* **Task to complete**
Whenever a line of the entries below holds the string "crate", copy that line and return it.

Stored entries
....................

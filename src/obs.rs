//! Diagnostics for token issuance.
//!
//! # Feature Flags
//!
//! - `tracing` (default) wraps each issuance in an `service_token.issue` span carrying the
//!   `auth_type` and `request_id` fields, and emits a `warn` event for every rejection.
//! - `metrics` increments the `service_token_issue_total` counter for every
//!   attempt/success/failure, labeled by `auth_type` + `outcome`.
//!
//! Nothing in this module feeds back into issuance decisions.

mod metrics;
mod span;

pub use metrics::*;
pub use span::*;

// self
use crate::_prelude::*;

/// Per-call diagnostic handle threaded through issuance.
#[derive(Clone, Debug, Default)]
pub struct LogContext {
	/// Correlation identifier of the originating request.
	pub request_id: Option<String>,
	#[cfg(feature = "tracing")]
	parent: Option<tracing::Span>,
}
impl LogContext {
	/// Creates an empty context.
	pub fn new() -> Self {
		Self::default()
	}

	/// Attaches a request correlation identifier.
	pub fn with_request_id(mut self, request_id: impl Into<String>) -> Self {
		self.request_id = Some(request_id.into());

		self
	}

	/// Parents issuance spans under `span` instead of the current span.
	#[cfg(feature = "tracing")]
	pub fn with_parent(mut self, span: tracing::Span) -> Self {
		self.parent = Some(span);

		self
	}

	#[cfg(feature = "tracing")]
	pub(crate) fn parent(&self) -> Option<&tracing::Span> {
		self.parent.as_ref()
	}
}

/// Outcome labels recorded for each issuance.
#[derive(Clone, Copy, Debug, PartialEq, Eq, Hash)]
pub enum IssueOutcome {
	/// Entry to the issuance path.
	Attempt,
	/// A signed token was returned.
	Success,
	/// An error was returned.
	Failure,
}
impl IssueOutcome {
	/// Returns a stable label suitable for span or metric fields.
	pub const fn as_str(self) -> &'static str {
		match self {
			IssueOutcome::Attempt => "attempt",
			IssueOutcome::Success => "success",
			IssueOutcome::Failure => "failure",
		}
	}
}
impl Display for IssueOutcome {
	fn fmt(&self, f: &mut Formatter) -> FmtResult {
		f.write_str(self.as_str())
	}
}
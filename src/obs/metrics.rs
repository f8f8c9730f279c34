// self
use crate::{auth::AuthType, obs::IssueOutcome};

/// Records an issuance outcome via the global metrics recorder (when enabled).
pub fn record_issue_outcome(auth_type: AuthType, outcome: IssueOutcome) {
	#[cfg(feature = "metrics")]
	{
		metrics::counter!(
			"service_token_issue_total",
			"auth_type" => auth_type.as_str(),
			"outcome" => outcome.as_str()
		)
		.increment(1);
	}

	#[cfg(not(feature = "metrics"))]
	{
		let _ = (auth_type, outcome);
	}
}

#[cfg(test)]
mod tests {
	// self
	use super::*;

	#[test]
	fn record_issue_outcome_is_infallible() {
		record_issue_outcome(AuthType::ImsToken, IssueOutcome::Failure);
	}
}
//! Redacting wrapper for upstream bearer credentials.

// self
use crate::_prelude::*;

/// Redacted credential wrapper keeping upstream bearer values out of logs.
#[derive(Clone, PartialEq, Eq, Serialize, Deserialize)]
#[serde(transparent)]
pub struct CredentialSecret(String);
impl CredentialSecret {
	/// Wraps a new credential string.
	pub fn new(value: impl Into<String>) -> Self {
		Self(value.into())
	}

	/// Returns the inner credential value. Callers must avoid logging this string.
	pub fn expose(&self) -> &str {
		&self.0
	}

	/// Returns `true` if no credential value was supplied.
	pub fn is_empty(&self) -> bool {
		self.0.is_empty()
	}
}
impl AsRef<str> for CredentialSecret {
	fn as_ref(&self) -> &str {
		self.expose()
	}
}
impl Debug for CredentialSecret {
	fn fmt(&self, f: &mut Formatter) -> FmtResult {
		f.debug_tuple("CredentialSecret").field(&"<redacted>").finish()
	}
}
impl Display for CredentialSecret {
	fn fmt(&self, f: &mut Formatter) -> FmtResult {
		f.write_str("<redacted>")
	}
}
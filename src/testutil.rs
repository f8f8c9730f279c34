//! Fixtures shared by unit tests.

// self
use crate::{
	auth::{AccountId, AuthType, ContextCredentials, UserId},
	key::SigningKey,
};

pub const PRIVATE_KEY_PKCS8: &str = include_str!("../tests/fixtures/rsa_private_pkcs8.pem");
pub const PRIVATE_KEY_PKCS1: &str = include_str!("../tests/fixtures/rsa_private_pkcs1.pem");
pub const PRIVATE_KEY_1024: &str = include_str!("../tests/fixtures/rsa_private_1024.pem");
pub const PUBLIC_KEY: &str = include_str!("../tests/fixtures/rsa_public.pem");

pub const ACCOUNT: &str = "12e97cfa3b0f4d5e8a6b";
pub const USER: &str = "IBMid-550000ABCD";
pub const ACCESS_TOKEN: &str = "eyJraWQiOiJ0ZXN0In0.provider-access-token";

pub fn signing_key() -> SigningKey {
	SigningKey::from_rsa_pem(PRIVATE_KEY_PKCS8).expect("Fixture signing key should parse.")
}

pub fn credentials(auth_type: AuthType) -> ContextCredentials {
	let account = AccountId::new(ACCOUNT).expect("Account fixture should be valid.");

	ContextCredentials::new(auth_type, ACCESS_TOKEN, account)
}

pub fn credentials_with_user(auth_type: AuthType) -> ContextCredentials {
	credentials(auth_type).with_user_id(UserId::new(USER).expect("User fixture should be valid."))
}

....................

* **Your solution**
use crate::_prelude::*;
	pub(crate) fn parent(&self) -> Option<&tracing::Span> {
use crate::{auth::AuthType, obs::IssueOutcome};
use crate::_prelude::*;
use crate::{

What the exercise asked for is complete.